Among the Conservative Movement’s fiercest critics were those paleoconservatives who were adamant that what they call “Con Inc.” had failed in its most rudimentary political mandate: to defend the interests and way of life of the people it swore it existed to represent. Among these paleoconservatives, few are as controversial as Sam Francis. Yet whatever else may be said about Francis, it’s hard to think of a figure who so deeply understood the failure of conservatism in America in light of the Left’s decades-long march through all the Institutions. The Left was so successful in its total occupation of American cultural life by 1990, Francis would observe, that the entire multi-million-dollar Conservative enterprise was operating on the framing and moral universe of this Leftist political gestalt. Francis therefore had a much darker view of what was happening socio-politically than what could be found on tap at the conferences, conventions, rallies, and fundraising events of Conservative Inc. While Conservatism was selling a sort of cheap optimism on the premise that America’s institutions were robust, eternal, and unconquerable—despite some temporary setbacks due to Clinton’s successful bid for the White House—Francis and his fellow paleoconservatives were warning that the institutions were presently waging war against the very people that most passionately believed—and needed to believe— in their integrity. This sort of lie, Francis would viscously point out, was homicidal in nature: if the Left was intent on terminating Heritage America, it was the conservatives who functioned to prevent anyone from doing anything about it.
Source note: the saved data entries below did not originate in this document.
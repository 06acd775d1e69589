//! # redb-backed Incubator Storage
//!
//! A disk-backed store using the redb embedded database, providing:
//! - ACID transactions
//! - Crash safety (copy-on-write B-trees)
//! - MVCC (concurrent readers, single writer)
//!
//! Rows are postcard-encoded. Version numbers are assigned inside the same
//! write transaction that inserts the submission, so two saves can never
//! share a version.

use crate::catalog::ProgramDefinition;
use crate::store::{IncubatorStore, NextIds, Snapshot, bump, next_version};
use crate::{
    Exercise, ExerciseId, IncubatorError, Member, MemberId, MemberRole, NewSubmission, Phase,
    PhaseId, ProgramInfo, Review, Submission, SubmissionId, SubmissionStatus, Team, TeamId,
    TeamStatus, Timestamp,
};
use redb::{
    Database, ReadableDatabase, ReadableTable, ReadableTableMetadata, TableDefinition,
    WriteTransaction,
};
use serde::Serialize;
use serde::de::DeserializeOwned;
use std::collections::BTreeMap;
use std::path::Path;

/// Table for program settings: "program" -> ProgramInfo bytes
const PROGRAM: TableDefinition<&str, &[u8]> = TableDefinition::new("program");

/// Table for phases: PhaseId -> Phase bytes
const PHASES: TableDefinition<u64, &[u8]> = TableDefinition::new("phases");

/// Table for exercises: ExerciseId -> Exercise bytes
const EXERCISES: TableDefinition<u64, &[u8]> = TableDefinition::new("exercises");

/// Table for teams: TeamId -> Team bytes
const TEAMS: TableDefinition<u64, &[u8]> = TableDefinition::new("teams");

/// Table for members: (TeamId, MemberId) -> Member bytes
const MEMBERS: TableDefinition<(u64, u64), &[u8]> = TableDefinition::new("members");

/// Table for submissions: SubmissionId -> Submission bytes
const SUBMISSIONS: TableDefinition<u64, &[u8]> = TableDefinition::new("submissions");

/// Version index: (TeamId, ExerciseId, version) -> SubmissionId.
/// Range scans give history in ascending version order.
const VERSIONS: TableDefinition<(u64, u64, u32), u64> = TableDefinition::new("versions");

/// Table for reviews: (SubmissionId, sequence) -> Review bytes
const REVIEWS: TableDefinition<(u64, u32), &[u8]> = TableDefinition::new("reviews");
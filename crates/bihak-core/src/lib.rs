//! # bihak-core
//!
//! The deterministic incubation program engine for Bihak.
//!
//! Teams move through ordered phases of exercises. This crate decides:
//! - which phases and exercises a team may open ([`gate`])
//! - how saves become numbered versions ([`ledger`])
//! - how staff approve or send back work ([`review`])
//! - how far a team has come ([`progress`])
//!
//! ## Architectural Constraints
//!
//! - No async, no network dependencies (pure Rust)
//! - `BTreeMap` only, integer arithmetic only
//! - Callers supply every timestamp; nothing here reads a clock
//! - Fallible operations return `Result<T, IncubatorError>`

// =============================================================================
// MODULES
// =============================================================================

pub mod catalog;
pub mod formats;
pub mod gate;
pub mod ledger;
pub mod memory;
pub mod primitives;
pub mod progress;
pub mod review;
pub mod storage;
pub mod store;
pub mod types;
pub mod workspace;

// =============================================================================
// RE-EXPORTS: Core Types (from types module)
// =============================================================================

pub use types::{
    Exercise, ExerciseId, ExerciseOrder, IncubatorError, Member, MemberId, MemberRole,
    NewSubmission, Phase, PhaseId, ProgramInfo, Review, ReviewDecision, Submission, SubmissionId,
    SubmissionStatus, Team, TeamId, TeamStatus, Timestamp,
};

// =============================================================================
// RE-EXPORTS: Engine
// =============================================================================

pub use catalog::{Catalog, ExerciseDefinition, PhaseDefinition, ProgramDefinition};
pub use gate::{AccessMap, ExerciseAccess, ExerciseState, Gate, PhaseAccess};
pub use ledger::{SaveMode, SaveRequest};
pub use memory::MemoryStore;
pub use progress::{PhaseProgress, ProgramProgress, percent};
pub use review::{QueueEntry, ReviewRequest, check_transition};
pub use storage::RedbStore;
pub use store::{IncubatorStore, Snapshot};
pub use workspace::Workspace;

// =============================================================================
// RE-EXPORTS: Formats (from formats module)
// =============================================================================

pub use formats::{SnapshotHeader, snapshot_checksum, snapshot_from_bytes, snapshot_to_bytes};
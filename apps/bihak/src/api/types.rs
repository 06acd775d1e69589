//! # API Request/Response Types
//!
//! JSON bodies for the HTTP API, and the mapping from engine errors to
//! status codes.

use axum::{
    Json,
    http::StatusCode,
    response::{IntoResponse, Response},
};
use bihak_core::{
    Exercise, ExerciseId, IncubatorError, Member, MemberRole, Phase, ProgramInfo, QueueEntry,
    Review, ReviewDecision, SaveMode, Submission, Team, TeamId, TeamStatus,
};
use serde::{Deserialize, Serialize};

// =============================================================================
// HEALTH RESPONSE
// =============================================================================

/// Health check response.
#[derive(Debug, Clone, Serialize, Deserialize)]
pub struct HealthResponse {
    pub status: String,
    pub version: String,
}

impl Default for HealthResponse {
    fn default() -> Self {
        Self {
            status: "ok".to_string(),
            version: env!("CARGO_PKG_VERSION").to_string(),
        }
    }
}

// =============================================================================
// ERRORS
// =============================================================================

/// Error body: `{ "error": "<message>" }`.
#[derive(Debug, Clone, Serialize, Deserialize)]
pub struct ErrorResponse {
    pub error: String,
}

/// An engine error on its way to the client.
#[derive(Debug)]
pub struct ApiError(pub IncubatorError);

impl ApiError {
    pub fn status(&self) -> StatusCode {
        match &self.0 {
            IncubatorError::PhaseNotFound(_)
            | IncubatorError::ExerciseNotFound(_)
            | IncubatorError::TeamNotFound(_)
            | IncubatorError::SubmissionNotFound(_) => StatusCode::NOT_FOUND,
            IncubatorError::ExerciseLocked(_)
            | IncubatorError::ExerciseAlreadyApproved(_)
            | IncubatorError::SupersededVersion { .. }
            | IncubatorError::InvalidTransition { .. }
            | IncubatorError::TeamInactive(_)
            | IncubatorError::DuplicateTeam(_)
            | IncubatorError::LeaderExists(_)
            | IncubatorError::ProgramIncomplete { .. } => StatusCode::CONFLICT,
            IncubatorError::InvalidInput(_) => StatusCode::BAD_REQUEST,
            IncubatorError::SerializationError(_) | IncubatorError::IoError(_) => {
                StatusCode::INTERNAL_SERVER_ERROR
            }
        }
    }
}

impl From<IncubatorError> for ApiError {
    fn from(e: IncubatorError) -> Self {
        Self(e)
    }
}

impl IntoResponse for ApiError {
    fn into_response(self) -> Response {
        let status = self.status();
        if status.is_server_error() {
            tracing::error!(event = "request_failed", error = %self.0, "Storage error");
        }
        let body = ErrorResponse {
            error: self.0.to_string(),
        };
        (status, Json(body)).into_response()
    }
}

pub type ApiResult<T> = Result<T, ApiError>;

// =============================================================================
// PROGRAM
// =============================================================================

/// One phase with all of its exercises, active or not.
#[derive(Debug, Clone, Serialize, Deserialize)]
pub struct PhaseView {
    #[serde(flatten)]
    pub phase: Phase,
    pub exercises: Vec<Exercise>,
}

#[derive(Debug, Clone, Serialize, Deserialize)]
pub struct ProgramResponse {
    pub program: ProgramInfo,
    pub phases: Vec<PhaseView>,
    pub total_active: usize,
}

// =============================================================================
// TEAMS
// =============================================================================

#[derive(Debug, Clone, Serialize, Deserialize)]
pub struct RegisterTeamRequest {
    pub name: String,
}

#[derive(Debug, Clone, Serialize, Deserialize)]
pub struct TeamListResponse {
    pub teams: Vec<Team>,
}

/// A team with its roster.
#[derive(Debug, Clone, Serialize, Deserialize)]
pub struct TeamResponse {
    #[serde(flatten)]
    pub team: Team,
    pub members: Vec<Member>,
}

#[derive(Debug, Clone, Serialize, Deserialize)]
pub struct AddMemberRequest {
    pub name: String,
    pub email: String,
    #[serde(default = "default_role")]
    pub role: MemberRole,
}

fn default_role() -> MemberRole {
    MemberRole::Member
}

#[derive(Debug, Clone, Serialize, Deserialize)]
pub struct SetStatusRequest {
    pub status: TeamStatus,
}

// =============================================================================
// SUBMISSIONS
// =============================================================================

/// Body of a save. `mode` defaults to `draft`.
#[derive(Debug, Clone, Serialize, Deserialize)]
pub struct SaveSubmissionRequest {
    #[serde(default)]
    pub content: String,
    #[serde(default)]
    pub attachment: Option<String>,
    #[serde(default)]
    pub mode: SaveMode,
}

/// A stored version and the reviews it received.
#[derive(Debug, Clone, Serialize, Deserialize)]
pub struct VersionView {
    #[serde(flatten)]
    pub submission: Submission,
    pub reviews: Vec<Review>,
}

/// Every version of one exercise, oldest first.
#[derive(Debug, Clone, Serialize, Deserialize)]
pub struct HistoryResponse {
    pub team: TeamId,
    pub exercise: ExerciseId,
    /// Version number of the current row, if any.
    pub current_version: Option<u32>,
    pub versions: Vec<VersionView>,
}

// =============================================================================
// REVIEWS
// =============================================================================

#[derive(Debug, Clone, Serialize, Deserialize)]
pub struct ReviewBody {
    pub reviewer: String,
    pub decision: ReviewDecision,
    #[serde(default)]
    pub feedback: String,
}

#[derive(Debug, Clone, Serialize, Deserialize)]
pub struct QueueResponse {
    pub pending: Vec<QueueEntry>,
}

// =============================================================================
// TESTS
// =============================================================================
In the 1980s and 1990s, Francis and the paleoconservatives—among whom is my own primary influence Paul Gottfried—began to articulate a strategy against the Left that can be referred to as a Revolution from the Middle—directly referencing the disaffected MARs. Francis, along with Pat Buchanan, Paul Gottfried, and others (such as the eminent right-leaning libertarian Murray Rothbard) were ruthless against the neoconservatives who had ventured into the Republican Party from reformed Trotskyite and Liberal origins. They called them out not merely for being too soft against the Left, but for accepting the Left’s consolidation of the Managerial State, the expansion of the perilous logic of the Civil Rights revolution, and, importantly, for purging the conservative movement of its would be stalwarts such as Joe Sobran and Mel Bradford.

It is important to note that there were others who were indeed legitimate conservatives in the older, pre-neoconservative sense, such as Russell Kirk and Roger Scruton, who exemplified a superior outlook on socio-political affairs than the liberalized neoconservative establishment. These traditionalists were not neoconservatives, but neither were they paleoconservatives in the same sense as Francis and Gottfried and others—though in many contexts they worked and wrote together.

The difference had somewhat to do with political strategy and the tactics of political activism. But this difference in strategy was derivative of much more profound differences in interpretations as to the socio-cultural state of emergency that characterized America at the end of the twentieth century.

Whereas both the Traditionalists and the paleoconservatives completely dissented from the propositional nationhood and political universalism of the conservative establishment, dominated by neoconservatives, the traditionalists sought a strategy of reinvigorating our belief in the old ways, praising the permanent goodness of American institutions, and calling for electoral participation to reassert a conservative influence in Washington. It called for a return to the old Constitutional order, an embrace of the Bill of Rights, and an assertion of the goodness that remained in the American system.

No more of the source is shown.